**Data for this exercise**
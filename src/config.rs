use anyhow::Result;
use std::env;

#[derive(Debug, Clone)]
pub struct Config {
    pub webhook_url: String,
    pub database_url: String,
    pub port: u16,
}

impl Config {
    pub fn from_env() -> Result<Self> {
        dotenv::dotenv().ok();

        // An empty webhook URL disables outbound sends instead of failing startup
        let webhook_url = env::var("FEISHU_WEBHOOK_URL").unwrap_or_default();

        let database_url =
            env::var("DATABASE_URL").unwrap_or_else(|_| "sqlite:attendance.db".to_string());

        let port = match env::var("PORT") {
            Ok(value) => value
                .parse()
                .map_err(|_| anyhow::anyhow!("PORT must be a number, got {:?}", value))?,
            Err(_) => 5000,
        };

        Ok(Config {
            webhook_url,
            database_url,
            port,
        })
    }
}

**Your objective**
Looking at the records above, say how many lines contain the string "value". Give the number and no other words.

**Reply**
2